Using the listing below, please gather every line containing the word "location".

Data ::
Segment Open

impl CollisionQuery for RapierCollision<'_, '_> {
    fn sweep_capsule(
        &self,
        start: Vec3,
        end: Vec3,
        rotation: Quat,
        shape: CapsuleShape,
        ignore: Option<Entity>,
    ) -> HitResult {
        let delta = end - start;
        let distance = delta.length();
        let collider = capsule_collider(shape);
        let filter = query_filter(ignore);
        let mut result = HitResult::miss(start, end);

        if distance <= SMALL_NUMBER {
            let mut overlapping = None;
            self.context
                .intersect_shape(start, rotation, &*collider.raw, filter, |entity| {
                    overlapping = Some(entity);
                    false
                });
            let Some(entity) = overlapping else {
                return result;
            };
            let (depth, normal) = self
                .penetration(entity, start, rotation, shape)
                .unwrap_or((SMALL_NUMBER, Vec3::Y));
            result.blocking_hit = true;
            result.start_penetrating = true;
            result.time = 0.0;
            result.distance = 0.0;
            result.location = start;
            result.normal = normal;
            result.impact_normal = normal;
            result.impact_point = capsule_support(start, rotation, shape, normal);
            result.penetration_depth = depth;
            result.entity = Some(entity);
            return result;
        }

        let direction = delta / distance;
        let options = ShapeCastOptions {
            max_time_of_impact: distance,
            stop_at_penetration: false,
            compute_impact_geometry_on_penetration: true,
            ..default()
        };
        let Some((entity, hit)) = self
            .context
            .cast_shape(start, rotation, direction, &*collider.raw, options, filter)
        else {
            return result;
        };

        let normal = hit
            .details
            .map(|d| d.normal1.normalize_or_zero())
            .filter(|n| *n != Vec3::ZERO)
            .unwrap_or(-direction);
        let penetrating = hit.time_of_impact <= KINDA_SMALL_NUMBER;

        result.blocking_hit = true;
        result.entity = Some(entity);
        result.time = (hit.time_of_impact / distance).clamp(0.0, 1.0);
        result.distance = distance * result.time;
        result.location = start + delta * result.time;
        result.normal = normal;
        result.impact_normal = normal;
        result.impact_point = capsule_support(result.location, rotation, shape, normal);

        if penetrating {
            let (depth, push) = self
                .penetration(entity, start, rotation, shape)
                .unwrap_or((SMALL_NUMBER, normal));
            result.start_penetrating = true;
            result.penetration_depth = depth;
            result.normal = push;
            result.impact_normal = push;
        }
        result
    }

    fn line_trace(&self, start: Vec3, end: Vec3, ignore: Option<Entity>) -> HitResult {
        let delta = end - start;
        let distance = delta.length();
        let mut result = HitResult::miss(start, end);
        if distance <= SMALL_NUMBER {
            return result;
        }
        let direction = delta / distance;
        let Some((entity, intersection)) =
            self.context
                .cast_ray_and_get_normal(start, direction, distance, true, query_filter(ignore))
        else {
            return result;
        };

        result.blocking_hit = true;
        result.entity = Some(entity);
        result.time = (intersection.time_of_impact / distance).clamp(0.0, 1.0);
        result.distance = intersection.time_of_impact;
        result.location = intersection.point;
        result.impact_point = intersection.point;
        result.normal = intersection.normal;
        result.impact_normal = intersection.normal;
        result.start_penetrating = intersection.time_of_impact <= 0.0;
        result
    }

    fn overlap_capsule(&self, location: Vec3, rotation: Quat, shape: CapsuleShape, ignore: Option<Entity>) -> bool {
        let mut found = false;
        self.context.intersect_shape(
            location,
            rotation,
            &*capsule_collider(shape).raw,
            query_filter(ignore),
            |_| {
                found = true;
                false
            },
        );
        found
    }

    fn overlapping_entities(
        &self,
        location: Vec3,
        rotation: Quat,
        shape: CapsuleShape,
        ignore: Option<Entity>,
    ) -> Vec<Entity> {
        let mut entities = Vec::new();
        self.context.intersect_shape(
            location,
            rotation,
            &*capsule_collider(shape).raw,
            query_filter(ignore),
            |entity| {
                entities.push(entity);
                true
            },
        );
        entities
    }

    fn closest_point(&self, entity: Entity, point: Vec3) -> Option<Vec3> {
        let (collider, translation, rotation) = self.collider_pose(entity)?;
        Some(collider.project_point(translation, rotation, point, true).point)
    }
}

Segment Closed

Task response ::
            result.location = start;
        result.location = start + delta * result.time;
        result.impact_point = capsule_support(result.location, rotation, shape, normal);
        result.location = intersection.point;
    fn overlap_capsule(&self, location: Vec3, rotation: Quat, shape: CapsuleShape, ignore: Option<Entity>) -> bool {
            location,
        location: Vec3,
            location,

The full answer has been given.